Blending the potatoes |
The famous protected geographical indication Bryndza sheep's cheese |
Mixing potatoes with flour |
For the preparation of the main dish, Oliver is channeling his grandmother's talents. A kilo of potatoes are peeled and boiled, then mixed with salt, flour and egg (optional). The halušky are then formed by spreading this thick batter onto a cutting board, and cutting strips off which drop directly into boiling water. Alternatively, the dumplings can be formed with a special perforated cooking strainer (haluškár) where the batter is pushed through smallish holes in the haluškár. To me, with a limited reference frame, this is reminiscent of both gnocchi (made with potato dough) and Swiss knöpfli/German spätzle, made with a flour dough but a similar preparation (cutting board or perforated tool). The Austrian meal for this blog featured a vaguely similar (though sweet) dish with potato dough dumplings (Mohnnudeln) too. The ingredient that elevates tonight's potato dumplings to a Slovak national dish is the Bryndza sheep's cheese, which is now an EU 'protected geographical indication' product (like feta cheese, or more famously: champagne). The cheese and smoky bacon bits (specially imported bacon, from special pigs!) add a savoury depth to the hearty dish, which is very moreish. Oliver describes it as the perfect food after a day of heavy physical work on the farm. Similar to other dumplings, it is more filling than you would think based on eyeballing the amount of food on your plate!

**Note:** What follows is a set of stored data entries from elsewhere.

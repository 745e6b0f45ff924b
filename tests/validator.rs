//! Validator behavior over the base document: schema version, unknown
//! fields, limits, stages, modules, gates, shadow, and budgets.

use serde_json::json;

use flowpatch::findings::Severity;

mod common;
use common::*;

#[test]
fn test_baseline_patch_is_valid_with_no_findings() {
    let report = validate(&baseline_patch());
    assert!(report.is_valid());
    assert!(report.findings().is_empty());
}

#[test]
fn test_parse_error_is_a_single_finding_at_root() {
    let registry = test_registry();
    let catalog = test_catalog();
    let selectors = test_selectors();
    let validator = flowpatch::validator::Validator::new(&registry, &catalog, &selectors);
    let report = validator.validate("{not json");
    assert!(!report.is_valid());
    assert_eq!(report.findings().len(), 1);
    assert_eq!(report.findings()[0].code, "CFG_PARSE_ERROR");
    assert_eq!(report.findings()[0].json_path, "$");
}

#[test]
fn test_schema_version_must_be_v1() {
    let report = validate(&json!({"schemaVersion": "v2", "flows": {}}));
    assert_has_finding(&report, "CFG_SCHEMA_VERSION_UNSUPPORTED", "$.schemaVersion");

    let report = validate(&json!({"flows": {}}));
    assert_has_finding(&report, "CFG_SCHEMA_VERSION_UNSUPPORTED", "$.schemaVersion");
}

#[test]
fn test_unknown_top_level_field_rejected() {
    let mut patch = baseline_patch();
    patch["extra"] = json!(1);
    let report = validate(&patch);
    assert!(!report.is_valid());
    assert_has_finding(&report, "CFG_UNKNOWN_FIELD", "$.extra");
    let finding = report
        .findings()
        .iter()
        .find(|f| f.code == "CFG_UNKNOWN_FIELD")
        .unwrap();
    assert_eq!(finding.severity, Severity::Error);
}

#[test]
fn test_flow_not_registered_continues_structurally() {
    let patch = json!({
        "schemaVersion": "v1",
        "flows": {"ghost": {"bogus": {}, "stages": {}}}
    });
    let report = validate(&patch);
    assert_has_finding(&report, "CFG_FLOW_NOT_REGISTERED", "$.flows.ghost");
    // Structural checks still ran on the unregistered flow.
    assert_has_finding(&report, "CFG_UNKNOWN_FIELD", "$.flows.ghost.bogus");
}

#[test]
fn test_limits_shape_and_values() {
    let patch = json!({
        "schemaVersion": "v1",
        "limits": {
            "moduleConcurrency": {
                "maxInFlight": {
                    "ok.key": 4,
                    "bad key": 2,
                    "zero": 0
                },
                "stray": 1
            },
            "other": {}
        }
    });
    let report = validate(&patch);
    assert_has_finding(&report, "CFG_UNKNOWN_FIELD", "$.limits.other");
    assert_has_finding(
        &report,
        "CFG_UNKNOWN_FIELD",
        "$.limits.moduleConcurrency.stray",
    );
    assert_has_finding(
        &report,
        "CFG_LIMIT_KEY_INVALID",
        "$.limits.moduleConcurrency.maxInFlight.bad key",
    );
    assert_has_finding(
        &report,
        "CFG_LIMIT_VALUE_INVALID",
        "$.limits.moduleConcurrency.maxInFlight.zero",
    );
    let value_findings = report
        .findings()
        .iter()
        .filter(|f| f.code == "CFG_LIMIT_VALUE_INVALID")
        .count();
    assert_eq!(value_findings, 1, "only the zero entry has a bad value");
}

#[test]
fn test_stage_not_in_blueprint() {
    let patch = json!({
        "schemaVersion": "v1",
        "flows": {FLOW: {"stages": {"mystery": {"fanoutMax": 1}}}}
    });
    let report = validate(&patch);
    assert_has_finding(&report, "CFG_STAGE_NOT_IN_BLUEPRINT", "$.flows.F.stages.mystery");
}

#[test]
fn test_fanout_out_of_range_against_ceiling_and_contract() {
    // Absolute ceiling is 8.
    let patch = json!({
        "schemaVersion": "v1",
        "flows": {FLOW: {"stages": {"s1": {"fanoutMax": 9}}}}
    });
    let report = validate(&patch);
    assert_has_finding(
        &report,
        "CFG_FANOUT_OUT_OF_RANGE",
        "$.flows.F.stages.s1.fanoutMax",
    );

    // Stage s2's contract caps fanout at 4.
    let patch = json!({
        "schemaVersion": "v1",
        "flows": {FLOW: {"stages": {"s2": {"fanoutMax": 6}}}}
    });
    let report = validate(&patch);
    assert_has_finding(
        &report,
        "CFG_FANOUT_OUT_OF_RANGE",
        "$.flows.F.stages.s2.fanoutMax",
    );
}

#[test]
fn test_fanout_trim_warning() {
    let patch = json!({
        "schemaVersion": "v1",
        "flows": {FLOW: {"stages": {"s1": {
            "fanoutMax": 1,
            "modules": [
                {"id": "m1", "use": "noop", "with": {}},
                {"id": "m2", "use": "noop", "with": {}}
            ]
        }}}}
    });
    let report = validate(&patch);
    assert!(report.is_valid(), "a trim warning must not invalidate");
    assert_has_finding(
        &report,
        "CFG_FANOUT_TRIM_LIKELY",
        "$.flows.F.stages.s1.modules",
    );
    let finding = report
        .findings()
        .iter()
        .find(|f| f.code == "CFG_FANOUT_TRIM_LIKELY")
        .unwrap();
    assert_eq!(finding.severity, Severity::Warn);
}

#[test]
fn test_module_id_format_and_priority_range() {
    let patch = json!({
        "schemaVersion": "v1",
        "flows": {FLOW: {"stages": {"s1": {"modules": [
            {"id": "Bad-Id", "use": "noop"},
            {"id": "m2", "use": "noop", "priority": 2000},
            {"use": "noop"}
        ]}}}}
    });
    let report = validate(&patch);
    assert_has_finding(
        &report,
        "CFG_MODULE_ID_INVALID",
        "$.flows.F.stages.s1.modules[0].id",
    );
    assert_has_finding(
        &report,
        "CFG_MODULE_PRIORITY_OUT_OF_RANGE",
        "$.flows.F.stages.s1.modules[1].priority",
    );
    assert_has_finding(
        &report,
        "CFG_MODULE_ID_INVALID",
        "$.flows.F.stages.s1.modules[2].id",
    );
}

#[test]
fn test_same_stage_duplicate_reports_both_occurrences() {
    let patch = json!({
        "schemaVersion": "v1",
        "flows": {FLOW: {"stages": {"s1": {"modules": [
            {"id": "m1", "use": "noop"},
            {"id": "m1", "use": "noop"}
        ]}}}}
    });
    let report = validate(&patch);
    let dups: Vec<&str> = report
        .findings()
        .iter()
        .filter(|f| f.code == "CFG_MODULE_ID_DUPLICATE")
        .map(|f| f.json_path.as_str())
        .collect();
    assert_eq!(
        dups,
        vec![
            "$.flows.F.stages.s1.modules[0]",
            "$.flows.F.stages.s1.modules[1]",
        ]
    );
}

#[test]
fn test_cross_stage_duplicate_reports_only_second_occurrence() {
    let patch = json!({
        "schemaVersion": "v1",
        "flows": {FLOW: {"stages": {
            "s1": {"modules": [{"id": "m1", "use": "noop"}]},
            "s2": {"modules": [{"id": "m1", "use": "noop"}]}
        }}}
    });
    let report = validate(&patch);
    let dups: Vec<&str> = report
        .findings()
        .iter()
        .filter(|f| f.code == "CFG_MODULE_ID_DUPLICATE")
        .map(|f| f.json_path.as_str())
        .collect();
    assert_eq!(dups, vec!["$.flows.F.stages.s2.modules[0]"]);
}

#[test]
fn test_module_type_checks() {
    let patch = json!({
        "schemaVersion": "v1",
        "flows": {FLOW: {"stages": {"s1": {"modules": [
            {"id": "m1", "use": "warp_drive"}
        ]}}}}
    });
    let report = validate(&patch);
    assert_has_finding(
        &report,
        "CFG_MODULE_TYPE_UNKNOWN",
        "$.flows.F.stages.s1.modules[0].use",
    );
}

#[test]
fn test_module_args_binding() {
    let patch = json!({
        "schemaVersion": "v1",
        "flows": {FLOW: {"stages": {"s1": {"modules": [
            {"id": "m1", "use": "rank", "with": {"depth": "three", "mystery": 1}}
        ]}}}}
    });
    let report = validate(&patch);
    assert_has_finding(
        &report,
        "CFG_MODULE_ARGS_BIND_FAILED",
        "$.flows.F.stages.s1.modules[0].with.depth",
    );
    assert_has_finding(
        &report,
        "CFG_MODULE_ARGS_UNKNOWN_FIELD",
        "$.flows.F.stages.s1.modules[0].with.mystery",
    );
}

#[test]
fn test_gate_parse_and_selector_checks() {
    let patch = json!({
        "schemaVersion": "v1",
        "flows": {FLOW: {"stages": {"s1": {"modules": [
            {"id": "m1", "use": "noop", "gate": {"sometimes": true}},
            {"id": "m2", "use": "noop", "gate": {"selector": {"name": "ghost"}}},
            {"id": "m3", "use": "noop", "enabled": false,
             "gate": {"variant": {"layer": "L1", "equals": "on"}}}
        ]}}}}
    });
    let report = validate(&patch);
    assert_has_finding(
        &report,
        "CFG_GATE_INVALID",
        "$.flows.F.stages.s1.modules[0].gate",
    );
    assert_has_finding(
        &report,
        "CFG_GATE_UNKNOWN_SELECTOR",
        "$.flows.F.stages.s1.modules[1].gate",
    );
    let redundant = report
        .findings()
        .iter()
        .find(|f| f.code == "CFG_GATE_REDUNDANT")
        .expect("gate on disabled module is advisory");
    assert_eq!(redundant.severity, Severity::Info);
    assert_eq!(redundant.json_path, "$.flows.F.stages.s1.modules[2].gate");
}

#[test]
fn test_shadow_sample_range_and_contract_ceiling() {
    let patch = json!({
        "schemaVersion": "v1",
        "flows": {FLOW: {"stages": {"s2": {"modules": [
            {"id": "m1", "use": "noop", "shadow": {"sample": 1.5}},
            {"id": "m2", "use": "noop", "shadow": {"sample": 0.9}}
        ]}}}}
    });
    let report = validate(&patch);
    assert_has_finding(
        &report,
        "CFG_SHADOW_SAMPLE_OUT_OF_RANGE",
        "$.flows.F.stages.s2.modules[0].shadow.sample",
    );
    // 0.9 → 9000bps over the s2 ceiling of 5000bps.
    assert_has_finding(
        &report,
        "CFG_SHADOW_SAMPLE_EXCEEDS_CONTRACT",
        "$.flows.F.stages.s2.modules[1].shadow.sample",
    );
}

#[test]
fn test_module_budget_warn_and_hard() {
    // s2: warn over 2, hard over 3.
    let patch = json!({
        "schemaVersion": "v1",
        "flows": {FLOW: {"stages": {"s2": {"modules": [
            {"id": "m1", "use": "noop"},
            {"id": "m2", "use": "noop"},
            {"id": "m3", "use": "noop"}
        ]}}}}
    });
    let report = validate(&patch);
    assert!(report.is_valid());
    assert_has_finding(
        &report,
        "CFG_STAGE_MODULES_WARN",
        "$.flows.F.stages.s2.modules",
    );

    let patch = json!({
        "schemaVersion": "v1",
        "flows": {FLOW: {"stages": {"s2": {"modules": [
            {"id": "m1", "use": "noop"},
            {"id": "m2", "use": "noop"},
            {"id": "m3", "use": "noop"},
            {"id": "m4", "use": "noop"}
        ]}}}}
    });
    let report = validate(&patch);
    assert!(!report.is_valid());
    assert_has_finding(
        &report,
        "CFG_STAGE_MODULES_HARD_EXCEEDED",
        "$.flows.F.stages.s2.modules",
    );
}

#[test]
fn test_validator_is_deterministic() {
    let patch = json!({
        "schemaVersion": "v1",
        "extra": 1,
        "flows": {FLOW: {"stages": {"s1": {
            "fanoutMax": 1,
            "modules": [
                {"id": "m1", "use": "noop"},
                {"id": "m1", "use": "warp"},
                {"id": "m3", "use": "noop", "priority": 5000}
            ]
        }}}}
    });
    let first = validate(&patch);
    let second = validate(&patch);
    assert_eq!(first, second);
    assert_eq!(first.sorted_findings(), second.sorted_findings());
}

As we digest the food, we discuss Slovakia's past. Oliver, having lived and studied in Prague, feels the separation from the Czech republic (the so-called Velvet Divorce in 1993), was "a bit of a shame," and mainly motivated on a parliamentary level. Only a minority of both Czechs and Slovaks was actually in favour of the split!
Once the heavy meal has had a chance to settle a bit, we munch on a light dessert of thin Kolonáda wafers with a hazelnut filling (actually officially Czech). These were apparently traditionally served at spa resorts like Karlsbad as only "light desserts" were permitted, and the packaging reflects this history. Can definitely recommend...this in contrast to another sweet from the Slovak shop, the Margot bar which is supposed to taste of coconut and rum, but left me personally with a distinct impression of nail polish remover!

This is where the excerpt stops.